**PROVIDED DATA**:
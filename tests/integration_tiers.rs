//! Integration tests for tier-scoped and multi-tier operations, tier
//! validation, and health demotion.

use std::time::Duration;

use stratacache::{CacheEngineBuilder, CacheError, Tier};

mod common;
use common::{in_process_engine, test_key, two_tier_engine};

#[test]
fn tier_scoped_writes_stay_in_their_tier() {
    let engine = in_process_engine();
    let key = test_key("scoped");

    assert!(
        engine
            .set_to_tier(&key, b"v", Duration::from_secs(60), Tier::Shared)
            .expect("set")
    );

    assert_eq!(
        engine.get_from_tier(&key, Tier::Shared).expect("get"),
        Some(b"v".to_vec())
    );
    assert_eq!(engine.get_from_tier(&key, Tier::Memory).expect("get"), None);
    assert_eq!(engine.get_from_tier(&key, Tier::Striped).expect("get"), None);
}

#[test]
fn unconfigured_tier_is_invalid_for_scoped_calls() {
    let engine = in_process_engine();
    let key = test_key("invalid_tier");

    assert!(matches!(
        engine.get_from_tier(&key, Tier::File),
        Err(CacheError::InvalidTier(_))
    ));
    assert!(matches!(
        engine.set_to_tier(&key, b"v", Duration::from_secs(60), Tier::File),
        Err(CacheError::InvalidTier(_))
    ));
    assert!(!engine.is_tier_valid(Tier::File));
}

#[test]
fn batch_set_reports_per_tier_outcomes() {
    let engine = in_process_engine();
    let key = test_key("batch_set");

    let report = engine
        .set_to_tiers(
            &key,
            b"v",
            Duration::from_secs(60),
            &[Tier::Memory, Tier::Shared, Tier::Redis],
        )
        .expect("report");

    assert_eq!(report.summary.total, 3);
    assert_eq!(report.summary.successful, 2);
    assert_eq!(report.summary.failed, 1);
    assert!(report.results.get(&Tier::Memory).is_some_and(Result::is_ok));
    assert!(report.results.get(&Tier::Shared).is_some_and(Result::is_ok));
    assert!(matches!(
        report.results.get(&Tier::Redis),
        Some(Err(CacheError::InvalidTier(_)))
    ));
}

#[test]
fn batch_delete_reports_per_tier_outcomes() {
    let engine = in_process_engine();
    let key = test_key("batch_delete");

    engine.set(&key, b"v", Duration::from_secs(60)).expect("set");
    let report = engine
        .delete_from_tiers(&key, &[Tier::Memory, Tier::Striped])
        .expect("report");

    assert_eq!(report.summary.total, 2);
    assert_eq!(report.summary.successful, 2);
    assert_eq!(report.summary.failed, 0);
    assert_eq!(engine.get_from_tier(&key, Tier::Memory).expect("get"), None);
}

#[test]
fn preference_read_hits_the_preferred_tier_first() {
    let engine = in_process_engine();
    let key = test_key("preference");

    engine
        .set_to_tier(&key, b"shared-copy", Duration::from_secs(60), Tier::Shared)
        .expect("set");

    let value = engine
        .get_with_tier_preference(&key, Tier::Shared, false)
        .expect("get");
    assert_eq!(value, Some(b"shared-copy".to_vec()));
}

#[test]
fn preference_read_without_fallback_misses() {
    let engine = in_process_engine();
    let key = test_key("preference_no_fallback");

    engine
        .set_to_tier(&key, b"v", Duration::from_secs(60), Tier::Striped)
        .expect("set");

    // Preferred tier does not hold the key and fallback is off.
    assert_eq!(
        engine
            .get_with_tier_preference(&key, Tier::Memory, false)
            .expect("get"),
        None
    );
}

#[test]
fn preference_read_with_fallback_degenerates_to_hierarchical_get() {
    let engine = in_process_engine();
    let key = test_key("preference_fallback");

    engine
        .set_to_tier(&key, b"v", Duration::from_secs(60), Tier::Striped)
        .expect("set");

    assert_eq!(
        engine
            .get_with_tier_preference(&key, Tier::Memory, true)
            .expect("get"),
        Some(b"v".to_vec())
    );
}

#[cfg(unix)]
#[test]
fn failing_tier_is_demoted_and_skipped_by_writes() {
    use std::fs;
    use std::os::unix::fs::PermissionsExt;

    let dir = tempfile::tempdir().expect("tempdir");
    let mut builder = CacheEngineBuilder::new()
        .with_tiers(&[Tier::Striped, Tier::File])
        .with_failure_threshold(1);
    builder.config_mut().file.path = Some(dir.path().to_path_buf());
    let engine = builder.build().expect("engine");

    let key = test_key("demotion");

    // Discovery sees a writable directory.
    assert_eq!(
        engine.get_available_tiers(),
        vec![Tier::Striped, Tier::File]
    );

    // Then the directory turns read-only and the file tier starts failing.
    fs::set_permissions(dir.path(), fs::Permissions::from_mode(0o555)).expect("chmod");
    assert!(
        engine
            .set(&key, b"y", Duration::from_secs(60))
            .expect("set"),
        "partial success: the in-process tier accepted the write"
    );
    assert_eq!(engine.get_last_used_tier(), Some(Tier::Striped));

    // Threshold 1: the file tier is now unhealthy and scoped calls say so.
    assert!(!engine.is_tier_healthy(Tier::File));
    assert!(matches!(
        engine.get_from_tier(&key, Tier::File),
        Err(CacheError::TierUnhealthy(Tier::File))
    ));

    // Still listed as available for status reporting.
    assert!(engine.is_tier_available(Tier::File));

    fs::set_permissions(dir.path(), fs::Permissions::from_mode(0o755)).expect("chmod back");

    // A successful probe restores the tier.
    engine.check_tier(Tier::File).expect("probe");
    assert!(engine.is_tier_healthy(Tier::File));
}

#[test]
fn check_all_tiers_reports_verdicts() {
    let engine = in_process_engine();
    let verdicts = engine.check_all_tiers();
    assert_eq!(verdicts.len(), 3);
    assert!(
        verdicts
            .iter()
            .all(|(_, v)| *v == stratacache::HealthVerdict::Healthy)
    );

    let stats = engine.get_monitoring_stats();
    assert_eq!(stats.healthy, 3);
    assert_eq!(stats.unhealthy, 0);
}

#[test]
fn tier_status_snapshot_covers_every_configured_tier() {
    let (engine, _dir) = two_tier_engine();
    engine.get(&test_key("warm")).expect("get");

    let status = engine.get_tier_status();
    assert_eq!(status.len(), 2);
    for tier_status in &status {
        assert!(tier_status.available);
        assert!(tier_status.healthy);
    }
    // Snapshot order follows priority.
    assert_eq!(status[0].tier, Tier::Memory);
    assert_eq!(status[1].tier, Tier::File);
}

#[test]
fn set_cache_path_swaps_the_file_tier_directory() {
    let (engine, _old_dir) = two_tier_engine();
    let new_dir = tempfile::tempdir().expect("tempdir");
    let key = test_key("moved");

    engine.set(&key, b"v", Duration::from_secs(3600)).expect("set");
    assert!(engine.set_cache_path(new_dir.path()).expect("switch"));
    assert_eq!(engine.get_cache_path(), Some(new_dir.path().to_path_buf()));

    // Old-path entries are abandoned for the file tier; the in-process
    // tier still serves the key.
    assert_eq!(engine.get_from_tier(&key, Tier::File).expect("get"), None);
    assert_eq!(engine.get(&key).expect("get"), Some(b"v".to_vec()));

    // New writes land under the new directory.
    let key2 = test_key("moved2");
    engine.set(&key2, b"w", Duration::from_secs(3600)).expect("set");
    assert_eq!(
        engine.get_from_tier(&key2, Tier::File).expect("get"),
        Some(b"w".to_vec())
    );
    assert!(common::entry_file_count(new_dir.path()) >= 1);
}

**WHAT NEEDS TO BE DONE**:
Show the lines above with "Redis".

**ANSWER BOX**:
            &[Tier::Memory, Tier::Shared, Tier::Redis],
        report.results.get(&Tier::Redis),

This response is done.